Bob Avenatti, a 16-year resident of the area who lives on Gas Light Drive behind the Norried home, said he did not hear the disturbance that led to the police call. But he said neighbors had often complained about Alan Norried playing music loud at all hours.

“You’d wake up at 4 a.m. and hear him playing rock music,” he said.

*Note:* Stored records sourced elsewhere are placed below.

#[cfg(test)]
mod tests {
    use super::*;
    use crate::test_support::AlignedBuf;

    fn config() -> AllocatorConfig {
        AllocatorConfig::default()
            .with_align(8)
            .with_log_level(LogLevel::Trace)
    }

    // Header is two words padded to 8: 16 bytes on 64-bit targets.
    const H: usize = 2 * WORD;

    #[test]
    fn fresh_list_is_one_free_block() {
        let mut buf = AlignedBuf::<128>::new();
        let list = FreeList::with_config(&mut buf.0, &config()).unwrap();
        assert_eq!(list.header_size(), H);
        assert_eq!(
            list.blocks(),
            vec![BlockInfo {
                header_offset: 0,
                payload_offset: H,
                span: 128 - H,
                free: true,
            }]
        );
        assert_eq!(list.free_bytes(), 128 - H);
        list.check_consistency().unwrap();
    }

    #[test]
    fn failed_header_write_is_reported_not_skipped() {
        let mut buf = AlignedBuf::<128>::new();
        let mut list = FreeList::with_config(&mut buf.0, &config()).unwrap();
        assert_eq!(
            list.write_header("free", 128, None, 0),
            Err(AllocError::CorruptHeader { offset: 128 })
        );
        let logs = list.drain_lifecycle_logs();
        let last = logs.last().unwrap();
        assert_eq!(last.level, LogLevel::Error);
        assert_eq!(last.event, "corrupt_header");
        assert_eq!(last.symbol, "free");
        // The live layout is untouched.
        list.check_consistency().unwrap();
    }

    #[test]
    fn adjacent_frees_coalesce_in_either_order() {
        for reverse in [false, true] {
            let mut buf = AlignedBuf::<128>::new();
            let mut list = FreeList::with_config(&mut buf.0, &config()).unwrap();
            let a = list.alloc(32, Placement::FirstFit).unwrap();
            let b = list.alloc(16, Placement::FirstFit).unwrap();
            assert_eq!(a, H);
            assert_eq!(b, H + 32 + H);
            assert_eq!(list.blocks().len(), 3);

            if reverse {
                list.free(b, 16).unwrap();
                list.free(a, 32).unwrap();
            } else {
                list.free(a, 32).unwrap();
                list.free(b, 16).unwrap();
            }
            assert_eq!(list.blocks().len(), 1);
            assert_eq!(list.largest_free_block(), list.capacity() - H);
            list.check_consistency().unwrap();
        }
    }

    #[cfg(target_pointer_width = "64")]
    #[test]
    fn best_fit_prefers_the_tightest_block() {
        for (placement, expected) in [(Placement::BestFit, 152), (Placement::FirstFit, 16)] {
            let mut buf = AlignedBuf::<208>::new();
            let mut list = FreeList::with_config(&mut buf.0, &config()).unwrap();
            // Free blocks of 40, 16 and 32 bytes separated by live 8-byte spacers.
            let a = list.alloc(40, Placement::FirstFit).unwrap();
            let _s1 = list.alloc(8, Placement::FirstFit).unwrap();
            let b = list.alloc(10, Placement::FirstFit).unwrap();
            let _s2 = list.alloc(8, Placement::FirstFit).unwrap();
            let c = list.alloc(25, Placement::FirstFit).unwrap();
            let s3 = list.alloc(8, Placement::FirstFit).unwrap();
            assert_eq!([a, b, c], [16, 96, 152]);
            assert_eq!(s3 + 8, list.capacity());
            list.free(a, 40).unwrap();
            list.free(b, 10).unwrap();
            list.free(c, 25).unwrap();

            assert_eq!(list.alloc(20, placement), Ok(expected));
            list.check_consistency().unwrap();
        }
    }

    #[test]
    fn small_remainder_is_absorbed() {
        let mut buf = AlignedBuf::<64>::new();
        let mut list = FreeList::with_config(&mut buf.0, &config()).unwrap();
        // 48-byte block; a 40-byte request leaves 8 < H + 8.
        let a = list.alloc(40, Placement::FirstFit).unwrap();
        let blocks = list.blocks();
        assert_eq!(blocks.len(), 1);
        assert_eq!(blocks[0].span, 64 - H);
        assert!(!blocks[0].free);
        // The caller may free with its own size; the full span comes back.
        list.free(a, 40).unwrap();
        assert_eq!(list.free_bytes(), 64 - H);
    }

    #[test]
    fn zero_sized_request_gets_a_block() {
        let mut buf = AlignedBuf::<64>::new();
        let mut list = FreeList::with_config(&mut buf.0, &config()).unwrap();
        let a = list.alloc(0, Placement::FirstFit).unwrap();
        assert_eq!(list.blocks()[0].span, 8);
        list.free(a, 0).unwrap();
        list.check_consistency().unwrap();
    }

    #[test]
    fn exhaustion_is_recoverable() {
        let mut buf = AlignedBuf::<64>::new();
        let mut list = FreeList::with_config(&mut buf.0, &config()).unwrap();
        let err = list.alloc(64, Placement::BestFit).unwrap_err();
        assert_eq!(err, AllocError::Exhausted { requested: 64 });
        let last = list.lifecycle_logs().last().unwrap();
        assert_eq!(last.level, LogLevel::Warn);
        assert_eq!(last.event, "exhausted");
        // Nothing changed.
        assert_eq!(list.free_bytes(), 64 - H);
    }

    #[test]
    fn bad_frees_are_rejected() {
        let mut buf = AlignedBuf::<128>::new();
        let mut list = FreeList::with_config(&mut buf.0, &config()).unwrap();
        let a = list.alloc(16, Placement::FirstFit).unwrap();
        let _b = list.alloc(16, Placement::FirstFit).unwrap();

        assert_eq!(
            list.free(0, 8),
            Err(AllocError::ForeignOffset {
                offset: 0,
                capacity: 128
            })
        );
        assert_eq!(
            list.free(a + 8, 8),
            Err(AllocError::UnknownAllocation { offset: a + 8 })
        );
        assert_eq!(
            list.free(a, 17),
            Err(AllocError::SizeMismatch {
                offset: a,
                size: 17,
                span: 16
            })
        );
        list.free(a, 16).unwrap();
        assert_eq!(list.free(a, 16), Err(AllocError::DoubleFree { offset: a }));

        let logs = list.drain_lifecycle_logs();
        assert!(logs.iter().any(|r| r.event == "double_free_detected"));
        list.check_consistency().unwrap();
    }

    #[test]
    fn freeing_between_free_neighbours_merges_three_ways() {
        let mut buf = AlignedBuf::<256>::new();
        let mut list = FreeList::with_config(&mut buf.0, &config()).unwrap();
        let a = list.alloc(16, Placement::FirstFit).unwrap();
        let b = list.alloc(16, Placement::FirstFit).unwrap();
        let c = list.alloc(16, Placement::FirstFit).unwrap();
        let _guard = list.alloc(16, Placement::FirstFit).unwrap();
        list.free(a, 16).unwrap();
        list.free(c, 16).unwrap();
        assert_eq!(list.blocks().iter().filter(|b| b.free).count(), 3);

        list.free(b, 16).unwrap();
        let blocks = list.blocks();
        assert_eq!(blocks.len(), 3);
        assert!(blocks[0].free);
        assert_eq!(blocks[0].span, 16 * 3 + 2 * H);
        list.check_consistency().unwrap();
    }

    #[test]
    fn free_all_resets_the_chain() {
        let mut buf = AlignedBuf::<128>::new();
        let mut list = FreeList::with_config(&mut buf.0, &config()).unwrap();
        for _ in 0..3 {
            list.alloc(8, Placement::FirstFit).unwrap();
        }
        list.free_all();
        assert_eq!(list.blocks().len(), 1);
        assert_eq!(list.free_bytes(), 128 - H);
    }

    #[test]
    fn payloads_are_aligned_to_the_real_address() {
        let mut buf = AlignedBuf::<160>::new();
        let slice = &mut buf.0[3..];
        let base = slice.as_ptr() as usize;
        let mut list = FreeList::with_config(slice, &config()).unwrap();
        assert_eq!(list.start(), 5);
        for size in [1, 7, 13] {
            let offset = list.alloc(size, Placement::FirstFit).unwrap();
            assert_eq!((base + offset) % 8, 0);
        }
        list.check_consistency().unwrap();
    }

    #[test]
    fn construction_rejects_tiny_buffers() {
        let mut buf = AlignedBuf::<64>::new();
        assert!(matches!(
            FreeList::with_config(&mut buf.0[..H], &config()).err(),
            Some(AllocError::BufferTooSmall { .. })
        ));
        assert_eq!(
            FreeList::with_config(&mut buf.0, &config().with_align(0)).err(),
            Some(AllocError::InvalidAlignment { align: 0 })
        );
    }
}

At 11 a.m. on the day of the shooting, Avenatti said he spotted the younger Norried sprawled on a picnic table at Greer Park, apparently asleep.

“I wasn’t sure who it was,” Avenatti said. “We thought it was a dead body, so we called the police. They drove up over there on the park and then Alan got up and started walking toward them. Then he dropped down like he was having a seizure, flailing around on the ground and acting silly, I guess to impress the cops. They called off the paramedics (who had arrived at the scene) and then he came walking this way.”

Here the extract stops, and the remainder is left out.